Most transactions on the Czech market took place between Czech firms, whose share rose to 60 % in comparison with 49 % in 2010. Incoming investment was mainly from the United States, Poland, Germany, the Netherlands, Finland and Great Britain. Outgoing investment was mainly in Slovakia, Poland and Hungary. Strategic investors maintained their predominance on the market, and the share of financial investors rose slightly to 26 %. The value of a transaction was disclosed in 39 % of cases, just as in 2010. On the basis of disclosed transactions the estimated value of the Czech acquisition market was USD 4.2 billion, i.e. USD 0.9 billion or 29 % higher than last year.
In terms of the number of transactions the manufacturing and services sectors were the most interesting, with both accounting for approximately one fifth of all transactions. Smaller but more numerous transactions saw information technology take third place. Real estate was next on 12 %. What is interesting about this last statistic is that it involved the four most important transactions in terms of size on the Czech market. In 2011, the largest disclosed transactions were the real estate transactions carried out by Multi Development, which sold the Forum Nová Karolina Shopping Centre in Ostrava and Forum Ústí nad Labem to the real estate fund Meyer Bergman Limited and the Canadian fund Hospital & Healthcare of Ontario Pension Plans for USD 403 million.

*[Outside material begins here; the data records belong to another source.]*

//! Schema-validated environment variables with key prefixing
//!
//! `envshape` reads a declared set of environment variables, validates them
//! in one pass and returns a single object instead of scattered
//! `std::env::var` calls. Variables can share a prefix (declare `API_URL`,
//! read and report `NEXT_PUBLIC_API_URL`) while selected variables opt out
//! of it.
//!
//! # Features
//!
//! - **All-or-nothing**: a load either validates every variable or reports every failure
//! - **Prefixing**: one prefix for lookup and result keys, with per-variable opt-out
//! - **Declarative**: typed structs with `#[derive(EnvShape)]`
//! - **Validators**: strings, URLs, enums, patterns, anything `FromStr`, or your own closure
//! - **Presets**: schema fragments for Vercel, Netlify, Railway, Render and Fly.io
//! - **Escape hatch**: `skip_validation` returns the raw strings untouched
//!
//! # Example
//!
//! ```rust
//! use envshape::{validate, EnvOptions, Loader, Schema};
//! use std::collections::HashMap;
//!
//! # fn main() -> anyhow::Result<()> {
//! let schema = Schema::new()
//!     .var("API_URL", validate::url())?
//!     .var("API_KEY", validate::non_empty())?
//!     .var("PORT", validate::parse::<u16>())?;
//!
//! let options = EnvOptions::new()
//!     .prefix("NEXT_PUBLIC")
//!     .disable_prefix(["API_KEY"]);
//!
//! let env = HashMap::from([
//!     ("NEXT_PUBLIC_API_URL".to_string(), "https://api.example.com".to_string()),
//!     ("NEXT_PUBLIC_PORT".to_string(), "3000".to_string()),
//!     ("API_KEY".to_string(), "secret".to_string()),
//! ]);
//!
//! let vars = Loader::new(schema, options)?.load_from(&env)?;
//! assert_eq!(vars.get_str("NEXT_PUBLIC_API_URL"), Some("https://api.example.com"));
//! assert_eq!(vars.get_as::<u16>("NEXT_PUBLIC_PORT")?, 3000);
//! assert_eq!(vars.get_str("API_KEY"), Some("secret"));
//! # Ok(())
//! # }
//! ```
//!
//! # Derive
//!
//! ```rust
//! use envshape::EnvShape;
//!
//! #[derive(Debug, EnvShape)]
//! #[env(prefix = "NEXT_PUBLIC")]
//! struct PublicEnv {
//!     #[env(validate = "envshape::validate::url()")]
//!     pub api_url: String,
//!
//!     // Read from API_KEY, not NEXT_PUBLIC_API_KEY
//!     #[env(no_prefix)]
//!     pub api_key: String,
//!
//!     #[env(default = "3000")]
//!     pub port: u16,
//!
//!     pub sentry_dsn: Option<String>,
//! }
//!
//! # fn main() -> anyhow::Result<()> {
//! assert_eq!(
//!     PublicEnv::output_keys(),
//!     &["NEXT_PUBLIC_API_URL", "API_KEY", "NEXT_PUBLIC_PORT", "NEXT_PUBLIC_SENTRY_DSN"]
//! );
//! #     let env = std::collections::HashMap::from([
//! #         ("NEXT_PUBLIC_API_URL".to_string(), "https://api.example.com".to_string()),
//! #         ("API_KEY".to_string(), "secret".to_string()),
//! #     ]);
//! #     let config = PublicEnv::load_from(&env)?;
//! #     assert_eq!(config.port, 3000);
//! #     assert_eq!(config.sentry_dsn, None);
//! # Ok(())
//! # }
//! ```
//!
//! # Attributes
//!
//! ## `#[env(prefix = "PREFIX")]`
//!
//! Struct-level. Every field not marked `no_prefix` is read from and
//! reported as `{PREFIX}_{NAME}`.
//!
//! ## `#[env(no_prefix)]`
//!
//! Field-level. Exempt the field from the prefix.
//!
//! ## `#[env(validate = "expr")]`
//!
//! Field-level. Use the given validator instead of parsing the field type
//! with `FromStr`.
//!
//! ```rust
//! # use envshape::EnvShape;
//! #[derive(EnvShape)]
//! struct Config {
//!     #[env(validate = "envshape::validate::enumeration([\"development\", \"production\"])")]
//!     pub node_env: String,
//! }
//! ```
//!
//! ## `#[env(default = "raw")]`
//!
//! Field-level. Raw value validated when the variable is absent.
//!
//! ## `#[env(name = "CUSTOM_NAME")]`
//!
//! Field-level. Logical variable name different from the upper-cased field name.
//!
//! ## `#[env(empty_string_as_undefined)]`
//!
//! Struct-level. Variables set to the empty string count as absent.

#[doc(hidden)]
pub mod de;

mod error;
mod loader;
mod options;
pub mod presets;
mod schema;
mod shape;
mod source;
pub mod validate;
mod vars;

pub use envshape_derive::EnvShape;
pub use error::{EnvError, ValidationErrors};
pub use loader::{create_env, Loader};
pub use options::EnvOptions;
pub use schema::Schema;
pub use shape::EnvShape;
pub use source::{EnvSource, ProcessEnv, RuntimeEnv};
pub use vars::EnvVars;

// Re-export for macro-generated code
#[doc(hidden)]
pub use anyhow;

pub use regex::Regex;
//! Error types for environment variable validation

use std::collections::BTreeMap;
use std::fmt;

/// Errors that can occur when building a loader or loading environment variables.
///
/// A validating load fails only with [`EnvError::Validation`]. The other
/// variants are raised earlier, while the schema and options are assembled,
/// or by the shape check of `#[derive(EnvShape)]` structs.
#[derive(Debug, thiserror::Error)]
pub enum EnvError {
    /// One or more declared variables failed validation.
    ///
    /// Carries every failing output key, never only the first one.
    #[error(transparent)]
    Validation(#[from] ValidationErrors),

    /// A `disable_prefix` entry names a variable that is not in the schema.
    #[error("Variable '{name}' in disable_prefix is not declared in the schema")]
    UnknownDisablePrefix {
        /// Logical name listed in `disable_prefix`
        name: String,
    },

    /// A `disable_prefix` entry is listed more than once.
    #[error("Variable '{name}' is listed more than once in disable_prefix")]
    DuplicateDisablePrefix {
        /// Logical name listed twice
        name: String,
    },

    /// Two declared variables resolve to the same output key.
    ///
    /// Happens when a prefixed name collides with an exempt one, e.g. `B`
    /// under prefix `A` and an exempt `A_B`.
    #[error("Variables {names:?} all map to the output key '{key}'")]
    DuplicateOutputKey {
        /// The shared output key
        key: String,
        /// Logical names that resolve to `key`, in schema order
        names: Vec<String>,
    },

    /// A logical name was declared twice in one schema.
    ///
    /// Occurs on [`Schema::var`](crate::Schema::var) and when merging a preset
    /// that overlaps the caller's own declarations.
    #[error("Variable '{name}' is declared more than once in the schema")]
    DuplicateVar {
        /// Logical name declared twice
        name: String,
    },

    /// A validated value does not fit the shape a typed consumer declared.
    ///
    /// Raised by [`EnvVars::get_as`](crate::EnvVars::get_as) and by the
    /// code generated for `#[derive(EnvShape)]`.
    #[error("Environment variable '{key}' does not match the declared shape: {message}")]
    Shape {
        /// Output key of the offending value
        key: String,
        /// Why the value could not be used
        message: String,
    },
}

impl EnvError {
    /// Create a shape error (used by macro-generated code)
    #[doc(hidden)]
    pub fn shape(key: impl Into<String>, message: impl fmt::Display) -> Self {
        Self::Shape {
            key: key.into(),
            message: message.to_string(),
        }
    }

    /// Per-key failure reasons when this is a validation error.
    pub fn validation_errors(&self) -> Option<&ValidationErrors> {
        match self {
            Self::Validation(errors) => Some(errors),
            _ => None,
        }
    }
}

/// Failure reasons of a validating load, keyed by output key.
///
/// Each entry holds a non-empty ordered list of human-readable reasons.
#[derive(Debug, Clone, Default, PartialEq, Eq)]
pub struct ValidationErrors {
    fields: BTreeMap<String, Vec<String>>,
}

impl ValidationErrors {
    pub(crate) fn from_fields(fields: BTreeMap<String, Vec<String>>) -> Self {
        Self { fields }
    }

    /// All failing output keys with their reasons.
    pub fn fields(&self) -> &BTreeMap<String, Vec<String>> {
        &self.fields
    }

    /// Reasons reported for one output key.
    pub fn get(&self, key: &str) -> Option<&[String]> {
        self.fields.get(key).map(Vec::as_slice)
    }

    pub fn contains_key(&self, key: &str) -> bool {
        self.fields.contains_key(key)
    }

    pub fn len(&self) -> usize {
        self.fields.len()
    }

    pub fn is_empty(&self) -> bool {
        self.fields.is_empty()
    }
}

impl fmt::Display for ValidationErrors {
    fn fmt(&self, f: &mut fmt::Formatter<'_>) -> fmt::Result {
        f.write_str("Invalid environment variables")?;
        for (i, (key, reasons)) in self.fields.iter().enumerate() {
            let sep = if i == 0 { ": " } else { "; " };
            write!(f, "{sep}{key}: {}", reasons.join(", "))?;
        }
        Ok(())
    }
}

impl std::error::Error for ValidationErrors {}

In 2011, the acquisition market in Central and South Eastern Europe (Bulgaria, Czech Republic, Croatia, Greece, Hungary, Poland, Romania, Serbia, Slovakia, Slovenia and Turkey) grew as a whole by 11 %. Of these 11 countries only four reported a drop in the number of transactions undertaken, with the CR being joined by Greece, Croatia and Slovenia. “The agreement on the global market is that the most interesting markets in this region are Poland and Turkey, followed by Romania. In addition, Poland and Turkey also dominated in terms of the number and volume of transactions in the region,” says Petr Kříž.
Given the less than optimistic forecasts of the development of the eurozone, many analysts anticipate that there will be fewer mergers and acquisitions in 2012. Even though many European companies are at threat of restricted access to bank financing because of the unfavourable economic development of the eurozone, large corporations still enjoy access to credit. However, it is possible that many of them will not need credit for possible acquisitions, since they have hoarded sufficient financial reserves of their own.
“Network sectors are becoming more and more attractive. Consolidation is going on in the food processing industry and pharmaceuticals, while healthcare is offering long-term potential. However, a company’s market position, the sector growth potential and recently the relative predictability of the development of the sector are the key factors,” explains Petra Wendelová.
The most attractive markets for capital transactions in 2012 will probably include China, India, Brazil, the United States and Australia. Other investment destinations amongst developing countries are Malaysia, Mexico and Argentina. As far as the BRIC countries are concerned, during 2011 in Brazil, Russia and China the volume of domestic mergers and acquisitions increased, along with transactions realised abroad. A similar trend can be expected in 2012, because the crisis in the eurozone is motivating financially strong economies, such as the Chinese, to reassess their investment strategy and instead of state and other obligations invest in tangible assets, e.g. infrastructure or natural resources.